Directed by Pierre Morel.
Starring Sean Penn, Idris Elba, Javier Bardem, Ray Winstone, Jasmine Trinca, Mark Rylance and Peter Franzen.
SYNOPSIS:
Eight years after a hit on the Congo mining minister, the assassin finds that he is now the target in a game of cat and mouse.
Spurred on by the inexplicable success of Taken (seriously? Watch it again – it isn’t THAT good), its sequels and the subsequent fad of middle-aged actors starring in revenge thrillers, Sean Penn (Carlito’s Way/Casualties of War) has joined the likes of Liam Neeson, Kevin Costner and Denzel Washington by starring in The Gunman, directed – funnily enough – by Taken director Pierre Morel.
Penn plays Jim Terrier, a sniper who has been selected to be the shooter in the assassination of the mining minister in the Democratic Republic of the Congo. After the hit Jim has to leave the continent as the country falls into chaos and the team that he was a part of disbands, but eight years later Jim returns to the Congo as an aid worker, helping to dig wells and rebuild the country (and ease his conscience). But whilst working there an attempt is made on his life, which he manages to survive using the “special skills” that are now part of the action thriller zeitgeist, and so begins his adventure to find out who set up the assassination attempt and what is has to with what he did eight years previous. First stop? Try to contact his old team…
So there’s nothing new in the plot of The Gunman, which means that the film has to rely on performances, script and direction – after all, it’s not the material but what you do with it, right? – and while the film has nearly all of those things up to a certain level the whole isn’t as good as the sum of its parts. The Gunman relies most heavily on Sean Penn to carry it along and fortunately he does an impressive job as the world-weary Jim Terrier, a character far more interesting than any of Liam Neeson’s Taken-inspired “former cop/agent with skills”. Strangely enough, Penn looks younger after the “Eight Years Later” caption comes up but nevertheless, he looks the part of a haunted ex-assassin and brings his trademark intensity that the likes of Neeson and Costner just can’t match.

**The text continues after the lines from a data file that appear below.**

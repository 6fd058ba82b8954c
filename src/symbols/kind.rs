//! The closed set of symbol kinds and the groups the renderer filters on

use std::fmt;
use std::str::FromStr;

use serde::Deserialize;
use thiserror::Error;

/// Category of a symbol, numbered as in the LSP `SymbolKind` enumeration
#[derive(Debug, Clone, Copy, PartialEq, Eq, Hash, PartialOrd, Ord, Deserialize)]
#[serde(try_from = "KindRepr")]
pub enum SymbolKind {
    File = 1,
    Module = 2,
    Namespace = 3,
    Package = 4,
    Class = 5,
    Method = 6,
    Property = 7,
    Field = 8,
    Constructor = 9,
    Enum = 10,
    Interface = 11,
    Function = 12,
    Variable = 13,
    Constant = 14,
    String = 15,
    Number = 16,
    Boolean = 17,
    Array = 18,
    Object = 19,
    Key = 20,
    Null = 21,
    EnumMember = 22,
    Struct = 23,
    Event = 24,
    Operator = 25,
    TypeParameter = 26,
}

/// A kind code or name that does not belong to the closed set
#[derive(Debug, Clone, PartialEq, Eq, Error)]
pub enum UnknownKind {
    #[error("unknown symbol kind code {0} (expected 1..=26)")]
    Code(u64),
    #[error("unknown symbol kind '{0}'")]
    Name(String),
}

impl SymbolKind {
    /// Every kind, in LSP code order
    pub const ALL: [SymbolKind; 26] = [
        SymbolKind::File,
        SymbolKind::Module,
        SymbolKind::Namespace,
        SymbolKind::Package,
        SymbolKind::Class,
        SymbolKind::Method,
        SymbolKind::Property,
        SymbolKind::Field,
        SymbolKind::Constructor,
        SymbolKind::Enum,
        SymbolKind::Interface,
        SymbolKind::Function,
        SymbolKind::Variable,
        SymbolKind::Constant,
        SymbolKind::String,
        SymbolKind::Number,
        SymbolKind::Boolean,
        SymbolKind::Array,
        SymbolKind::Object,
        SymbolKind::Key,
        SymbolKind::Null,
        SymbolKind::EnumMember,
        SymbolKind::Struct,
        SymbolKind::Event,
        SymbolKind::Operator,
        SymbolKind::TypeParameter,
    ];

    /// Look up a kind by its LSP code
    pub fn from_code(code: u64) -> Result<Self, UnknownKind> {
        usize::try_from(code)
            .ok()
            .and_then(|c| c.checked_sub(1))
            .and_then(|idx| Self::ALL.get(idx).copied())
            .ok_or(UnknownKind::Code(code))
    }

    /// The LSP code of this kind
    pub fn code(self) -> u8 {
        self as u8
    }

    pub fn name(self) -> &'static str {
        match self {
            SymbolKind::File => "File",
            SymbolKind::Module => "Module",
            SymbolKind::Namespace => "Namespace",
            SymbolKind::Package => "Package",
            SymbolKind::Class => "Class",
            SymbolKind::Method => "Method",
            SymbolKind::Property => "Property",
            SymbolKind::Field => "Field",
            SymbolKind::Constructor => "Constructor",
            SymbolKind::Enum => "Enum",
            SymbolKind::Interface => "Interface",
            SymbolKind::Function => "Function",
            SymbolKind::Variable => "Variable",
            SymbolKind::Constant => "Constant",
            SymbolKind::String => "String",
            SymbolKind::Number => "Number",
            SymbolKind::Boolean => "Boolean",
            SymbolKind::Array => "Array",
            SymbolKind::Object => "Object",
            SymbolKind::Key => "Key",
            SymbolKind::Null => "Null",
            SymbolKind::EnumMember => "EnumMember",
            SymbolKind::Struct => "Struct",
            SymbolKind::Event => "Event",
            SymbolKind::Operator => "Operator",
            SymbolKind::TypeParameter => "TypeParameter",
        }
    }

    /// Kinds that semantically hold members
    ///
    /// Children of a container are restricted to
    /// [`allowed_in_container`](Self::allowed_in_container) kinds.
    pub fn is_container(self) -> bool {
        matches!(
            self,
            SymbolKind::Class
                | SymbolKind::Struct
                | SymbolKind::Enum
                | SymbolKind::Interface
                | SymbolKind::Namespace
                | SymbolKind::TypeParameter
        )
    }

    /// Kinds shown when their parent is a container
    pub fn allowed_in_container(self) -> bool {
        matches!(
            self,
            SymbolKind::Method
                | SymbolKind::Property
                | SymbolKind::Struct
                | SymbolKind::Function
                | SymbolKind::EnumMember
                | SymbolKind::Enum
                | SymbolKind::Constructor
                | SymbolKind::Class
                | SymbolKind::Namespace
        )
    }

    /// Call-like kinds whose bodies are collapsed in simple mode
    pub fn is_callable(self) -> bool {
        matches!(self, SymbolKind::Function | SymbolKind::Method)
    }
}

impl fmt::Display for SymbolKind {
    fn fmt(&self, f: &mut fmt::Formatter<'_>) -> fmt::Result {
        f.write_str(self.name())
    }
}

impl FromStr for SymbolKind {
    type Err = UnknownKind;

    /// Parse a kind name, ignoring ASCII case
    fn from_str(s: &str) -> Result<Self, Self::Err> {
        Self::ALL
            .iter()
            .copied()
            .find(|kind| kind.name().eq_ignore_ascii_case(s.trim()))
            .ok_or_else(|| UnknownKind::Name(s.to_string()))
    }
}

/// Wire form of a kind: the LSP integer code or the kind name
#[derive(Deserialize)]
#[serde(untagged)]
enum KindRepr {
    Code(u64),
    Name(String),
}

impl TryFrom<KindRepr> for SymbolKind {
    type Error = UnknownKind;

    fn try_from(repr: KindRepr) -> Result<Self, Self::Error> {
        match repr {
            KindRepr::Code(code) => Self::from_code(code),
            KindRepr::Name(name) => name.parse(),
        }
    }
}

#[cfg(test)]
mod tests {
    use super::*;

    #[test]
    fn test_codes_match_positions() {
        for (idx, kind) in SymbolKind::ALL.iter().enumerate() {
            assert_eq!(kind.code() as usize, idx + 1);
            assert_eq!(SymbolKind::from_code(idx as u64 + 1), Ok(*kind));
        }
    }

    #[test]
    fn test_from_code_out_of_range() {
        assert_eq!(SymbolKind::from_code(0), Err(UnknownKind::Code(0)));
        assert_eq!(SymbolKind::from_code(27), Err(UnknownKind::Code(27)));
    }

    #[test]
    fn test_parse_name_case_insensitive() {
        assert_eq!("class".parse::<SymbolKind>(), Ok(SymbolKind::Class));
        assert_eq!("TypeParameter".parse::<SymbolKind>(), Ok(SymbolKind::TypeParameter));
        assert_eq!("enummember".parse::<SymbolKind>(), Ok(SymbolKind::EnumMember));
        assert!("Trait".parse::<SymbolKind>().is_err());
    }

    #[test]
    fn test_container_kinds() {
        let containers: Vec<_> = SymbolKind::ALL
            .iter()
            .copied()
            .filter(|k| k.is_container())
            .collect();
        assert_eq!(
            containers,
            vec![
                SymbolKind::Namespace,
                SymbolKind::Class,
                SymbolKind::Enum,
                SymbolKind::Interface,
                SymbolKind::Struct,
                SymbolKind::TypeParameter,
            ]
        );
    }

    #[test]
    fn test_container_member_restriction() {
        assert!(SymbolKind::Method.allowed_in_container());
        assert!(SymbolKind::Constructor.allowed_in_container());
        assert!(!SymbolKind::Field.allowed_in_container());
        assert!(!SymbolKind::Variable.allowed_in_container());
        // Interfaces are containers but not allowed as members
        assert!(!SymbolKind::Interface.allowed_in_container());
    }

    #[test]
    fn test_callable_kinds() {
        assert!(SymbolKind::Function.is_callable());
        assert!(SymbolKind::Method.is_callable());
        assert!(!SymbolKind::Constructor.is_callable());
    }
}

But the secondary characters are served less fondly by Morel, despite some reliably decent performances. Javier Bardem (Skyfall) plays a character with as much intrigue lying in his past as Terrier but he isn’t given that much to do apart from act drunk. Likewise Idris Elba (Luther) shows up in a potentially heroic role in the latter part of the film but isn’t given very much to do except point out what is happening with cryptic allegory while Ray Winstone (Scum) has a little bit more involvement and is, thankfully, keeping it British and not putting on an accent. The strangest performance, though, comes from Mark Rylance as Jim’s former colleague Cox, who seems to be auditioning for a pantomime villain and speaking in a very strange way, which lends the film a very odd tone, especially in the final act where he doesn’t seem to realise he is in a film and not on the stage.
Director Pierre Morel stretches the film out to silly lengths – it comes in just shy of two hours – when it really would have worked a lot better by cutting down on the dull dialogue and sticking to a 90-minute running time, because by the time you get to the predictable finale (the final act is set in Spain and the script requires a meeting in a public place so guess where everyone ends up?) the film has run out of steam and you can pretty much make up the rest in your head; guaranteed that whatever you come up with is what happens. The Gunman is a more watchable movie than Taken 2, A Good Day to Die Hard and Sabotage so if you’re one of those movie fans who has to see everything in a certain genre (aging-action-heroes-in-mainstream-exploitation-movies, if you want to give it a title) then it isn’t the worst of the bunch but it is very generic and ultimately does not do justice to the talent involved, making it a fairly forgettable experience.